▸ **ASSIGNED TASK**: Only one span of the listing below should come back. It runs from the line with "self.queue_type, self.channel_uuid, self.tps)" through the line with "pub fn rate_limit_bulk_marker_key(&self)", and each of its lines must be reproduced exactly.
BEGIN
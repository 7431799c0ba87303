//! Keyspace construction for the priority queue.
//!
//! Three coordinator sets per queue-type `T`: `{T}:active`, `{T}:throttled`,
//! `{T}:future`. Per channel-queue, the message store `Q` is named
//! `{T}:<channel_uuid>|<tps>` and doubles as the member string stored in the
//! coordinator sets. A sibling key `{Q}:future` buffers not-yet-due elements
//! of a multi-element push.

use uuid::Uuid;

/// Identifies one channel's queue within a queue-type.
#[derive(Debug, Clone, PartialEq, Eq)]
pub struct QueueKey {
    pub queue_type: String,
    pub channel_uuid: Uuid,
    pub tps: u32,
}

impl QueueKey {
    pub fn new(queue_type: impl Into<String>, channel_uuid: Uuid, tps: u32) -> Self {
        Self { queue_type: queue_type.into(), channel_uuid, tps }
    }

    /// The member string used in `{T}:active` / `{T}:throttled` / `{T}:future`,
    /// and the redis key of the per-channel message sorted set itself.
    pub fn member(&self) -> String {
        format!("{}:{}|{}", self.queue_type, self.channel_uuid, self.tps)
    }

    pub fn active_key(&self) -> String {
        format!("{}:active", self.queue_type)
    }

    pub fn throttled_key(&self) -> String {
        format!("{}:throttled", self.queue_type)
    }

    pub fn future_key(&self) -> String {
        format!("{}:future", self.queue_type)
    }

    /// Per-channel sorted set holding not-yet-due elements of a
    /// multi-element push, keyed off this channel's member string.
    pub fn pending_future_key(&self) -> String {
        format!("{}:future", self.member())
    }

    pub fn rate_counter_key(&self, unix_second: i64) -> String {
        format!("{}:tps:{}", self.member(), unix_second)
    }

    pub fn rate_limit_marker_key(&self) -> String {
        format!("rate_limit:{}", self.channel_uuid)
    }

    pub fn rate_limit_bulk_marker_key(&self) -> String {
        format!("rate_limit_bulk:{}", self.channel_uuid)
    }

    /// Parses `tps` back out of a `{T}:<uuid>|<tps>` member string.
    pub fn parse_tps(member: &str) -> Option<u32> {
        member.rsplit_once('|').and_then(|(_, tps)| tps.parse().ok())
    }

    pub fn parse_channel_uuid(member: &str) -> Option<Uuid> {
        let without_prefix = member.split_once(':')?.1;
        let uuid_part = without_prefix.rsplit_once('|')?.0;
        Uuid::parse_str(uuid_part).ok()
    }
}

#[cfg(test)]
mod tests {
    use super::*;

    #[test]
    fn member_round_trips_tps_and_uuid() {
        let channel_uuid = Uuid::new_v4();
        let key = QueueKey::new("msgs", channel_uuid, 10);
        let member = key.member();
        assert_eq!(member, format!("msgs:{channel_uuid}|10"));
        assert_eq!(QueueKey::parse_tps(&member), Some(10));
        assert_eq!(QueueKey::parse_channel_uuid(&member), Some(channel_uuid));
    }
}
END
▸ **TASK RESPONSE**:
        format!("{}:{}|{}", self.queue_type, self.channel_uuid, self.tps)
    }

    pub fn active_key(&self) -> String {
        format!("{}:active", self.queue_type)
    }

    pub fn throttled_key(&self) -> String {
        format!("{}:throttled", self.queue_type)
    }

    pub fn future_key(&self) -> String {
        format!("{}:future", self.queue_type)
    }

    /// Per-channel sorted set holding not-yet-due elements of a
    /// multi-element push, keyed off this channel's member string.
    pub fn pending_future_key(&self) -> String {
        format!("{}:future", self.member())
    }

    pub fn rate_counter_key(&self, unix_second: i64) -> String {
        format!("{}:tps:{}", self.member(), unix_second)
    }

    pub fn rate_limit_marker_key(&self) -> String {
        format!("rate_limit:{}", self.channel_uuid)
    }

    pub fn rate_limit_bulk_marker_key(&self) -> String {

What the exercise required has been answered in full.